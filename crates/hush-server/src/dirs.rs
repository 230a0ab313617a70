use std::path::PathBuf;

use anyhow::{Context, Result};
use directories::ProjectDirs;

/// Platform-specific app data dir (`~/.local/share/hush/`, etc.), created if missing.
///
/// Only consulted when `ServerConfig::data_dir` is unset.
pub fn data_dir() -> Result<PathBuf> {
    let dirs =
        ProjectDirs::from("", "", "hush").context("could not determine platform data directory")?;

    let path = dirs.data_dir().to_owned();
    std::fs::create_dir_all(&path).context("create platform data dir")?;
    Ok(path)
}
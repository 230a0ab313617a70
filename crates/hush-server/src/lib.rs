pub mod auth;
pub mod clock;
pub mod dirs;
pub mod envelope;
pub mod handlers;
pub mod pow;
pub mod response;
pub mod server;
pub mod store;
pub mod token;
pub mod validation;
pub mod wire;

/// Shared application state threaded through axum handlers.
#[derive(Clone)]
pub struct AppState {
    pub store: store::SecretStore,
    pub issuer: token::TokenIssuer,
    /// Enforce the consumed-nonce ledger on create.
    pub single_use_tokens: bool,
}

pub use server::{resolve_data_dir, router, run, ServerConfig, StorageKind};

## TASK INSTRUCTIONS
Reproduce the records exactly, keeping every line.

## TASK SOLUTION
filename crates/hush-server/src/dirs.rs
repository 230a0ab313617a70
use std::path::PathBuf;

use anyhow::{Context, Result};
use directories::ProjectDirs;

/// Platform-specific app data dir (`~/.local/share/hush/`, etc.), created if missing.
///
/// Only consulted when `ServerConfig::data_dir` is unset.
pub fn data_dir() -> Result<PathBuf> {
    let dirs =
        ProjectDirs::from("", "", "hush").context("could not determine platform data directory")?;

    let path = dirs.data_dir().to_owned();
    std::fs::create_dir_all(&path).context("create platform data dir")?;
    Ok(path)
}
repository 230a0ab313617a70
filename crates/hush-server/src/lib.rs
pub mod auth;
pub mod clock;
pub mod dirs;
pub mod envelope;
pub mod handlers;
pub mod pow;
pub mod response;
pub mod server;
pub mod store;
pub mod token;
pub mod validation;
pub mod wire;

/// Shared application state threaded through axum handlers.
#[derive(Clone)]
pub struct AppState {
    pub store: store::SecretStore,
    pub issuer: token::TokenIssuer,
    /// Enforce the consumed-nonce ledger on create.
    pub single_use_tokens: bool,
}

pub use server::{resolve_data_dir, router, run, ServerConfig, StorageKind};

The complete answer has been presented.